TRIGGER WARNING

Assault, abuse, sexual assault

This is the condensed version of the article, for the entire piece, click here.

Virgin/slut shaming & victim blaming

Slut shaming involves criticizing someone for how many sexual partners they have had, or a perception about their sexual experience and sexuality. Virgin shaming is the opposite and humiliates people for how few people, if any, they have had sex with.

The former commonly subjects girls and women to this scrutiny and judgement and the latter, to boys and men. Victim blaming is an effect of slut shaming and virgin shaming.

We perpetuate the false narrative that people should comply with rigid and toxic sexual norms, whether they are comfortable doing so or not and even if it means they are complying to sexual norms that violate their sexuality.

At the same time, we see them as responsible for all of their sexual experience, we hold them accountable to the one’s they do not consent to as well.

Sexual objectification

This is the act of treating someone as an object. More specifically, as a sex object. This amounts to viewing them as an object that exists merely for sexual pleasure. There are many examples to point to within the realm of sexual objectification and I challenge you to keep thinking about it after you finish this article and see if you can’t find more examples.

If you’re a girl or women, you have likely experienced at least a few occassions where you have prioritized your physical appeal to men over your physical comfort.

There’s nothing wrong with wanting to look nice, the concern lies in sacrificing your comfort for the sake of looking good.

Who hasn’t worn a dress that was itchy, but looked hot? Who hasn’t worn heels that hurt, but made us look incredible? I’m simply pointing these behaviours out, not placing blame.

Minimizing or normalizing sexual harassment

There is a different between sexual harassment and sexual assault. The legal definition may vary depending on where you live, for me, I’m working with the following Canadian legal definition.

“Sexual harassment can take many forms. It can be physical conduct such as grabbing, kissing or other unwelcome touching that has a sexual connotation. It can be verbal conduct such as making derogatory comments about a person’s appearance, telling crude jokes, or making sexual propositions, including by email or online. It can be something in the environment such as displaying offensive pictures at work.”

Trivializing sexual assault & rape and refusal to hold rapists accountable

There is a distinct difference between normalizing something and trivializing something. With normalization, we treat a behaviour as if it is common, a shared belief, value or practice. It’s as though it is something we should all be accustomed to.

When it comes to trivialization, that involves us dismissing something as unimportant, as though it is not cause for concern. Not necessarily because we think it is normal behaviour, but because we don’t see it as problematic behaviour.

Groping would be an example of a widespread issue that is trivialized but not normalized. People generally view groping as bad behaviour, but they minimize the damage it does to the victim because “there are worse things that could happen.”

This language serves to reduce the problem in it’s significance, while expressions like “it wasn’t that bad” achieve the same effect.

Refusal to acknowledge the harm caused by widespread rape and/or denial of widespread rape

Another common sign of rape culture is denial of its existence. And if there isn’t denial of its existence, there’s significant denial about the degree of harm it does in society. We do this by relentlessly supporting convicted rapists.

We also do this by excusing the crime a rapist has committed by shifting responsibility or inventing reasons why they should not be held accountable for their actions.

We are in denial of rape culture and just how widespread it is when we insist on perpetuating any of the previously mentioned examples of symptoms of a rape culture.

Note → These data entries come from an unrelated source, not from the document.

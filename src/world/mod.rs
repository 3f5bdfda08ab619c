//! Capability layer over the externally controlled virtual world.
//!
//! The harvesting core never talks to a game client directly. Everything it
//! needs (avatar state, equipment, spatial queries, storage queries, action
//! primitives, the feedback journal and prompts) is expressed by the
//! [`World`] trait. A hosting environment implements it; [`SimulatedWorld`]
//! is an in-memory implementation used for dry runs and tests.
//!
//! All action primitives are fire-and-forget: they return immediately and
//! their effect is observed later through queries or the journal.

pub mod sim;

pub use sim::SimulatedWorld;

use crate::models::{Area, EquipSlot, Graphic, Item, Load, Position, PromptId, Serial, StaticObject, Tile};

#[cfg_attr(test, mockall::automock)]
pub trait World {
    // Avatar state

    fn position(&self) -> Position;

    fn load(&self) -> Load;

    /// Resource pool consumed by travel; `None` when the environment cannot report it.
    fn travel_resource(&self) -> Option<u32>;

    // Equipment and storage

    fn equipped(&self, slot: EquipSlot) -> Option<Item>;

    fn backpack(&self) -> Serial;

    /// First item of `graphic` in personal storage.
    fn find_in_backpack(&self, graphic: Graphic) -> Option<Item>;

    /// Resolve a handle; `None` once the entity is gone or out of range.
    fn find_item(&self, serial: Serial) -> Option<Item>;

    fn items_in_container(&self, container: Serial, recursive: bool) -> Vec<Item>;

    // Spatial query

    fn statics_in_area(&self, area: Area) -> Vec<StaticObject>;

    // Action primitives

    fn use_object(&self, serial: Serial);

    /// True while the environment waits for a target to be supplied.
    fn has_target_cursor(&self) -> bool;

    fn target_item(&self, serial: Serial);

    fn target_tile(&self, tile: &Tile);

    fn move_item(&self, item: Serial, container: Serial, amount: u32);

    fn prompt_open(&self, prompt: PromptId) -> bool;

    fn reply_prompt(&self, prompt: PromptId, button: u32);

    // Feedback channel

    fn clear_journal(&self);

    /// Journal entries received since the last clear, oldest first.
    fn journal(&self) -> Vec<String>;

    // Observation only

    fn mark_tile(&self, x: i32, y: i32, hue: u16);

    fn unmark_tile(&self, x: i32, y: i32);

    fn system_message(&self, text: &str);
}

When we refuse to accept statistics and research and dismiss reality because we don’t personally know someone who has been raped, we are actively contributing to rape culture and making it that much harder to create a safer environment for everyone.

Final thoughts

In a 2018 survey in Canada, 30% of women and 8% of men said that they had been sexually assaulted at least once, outside of their intimate relationship, since the age of 15.

Is one third of women and almost one tenth of men a significant enough volume of people for sexual assault, harassment and rape to be considered a widespread issue?

If you don’t think nearly 40% of a population is high enough to warrant the label of “widespread,” consider what figure would be high enough for you. 50%? 60%? 80%? Exactly how many people need to live a sexually violating experience for you to agree there is a pervasive societal issue at hand?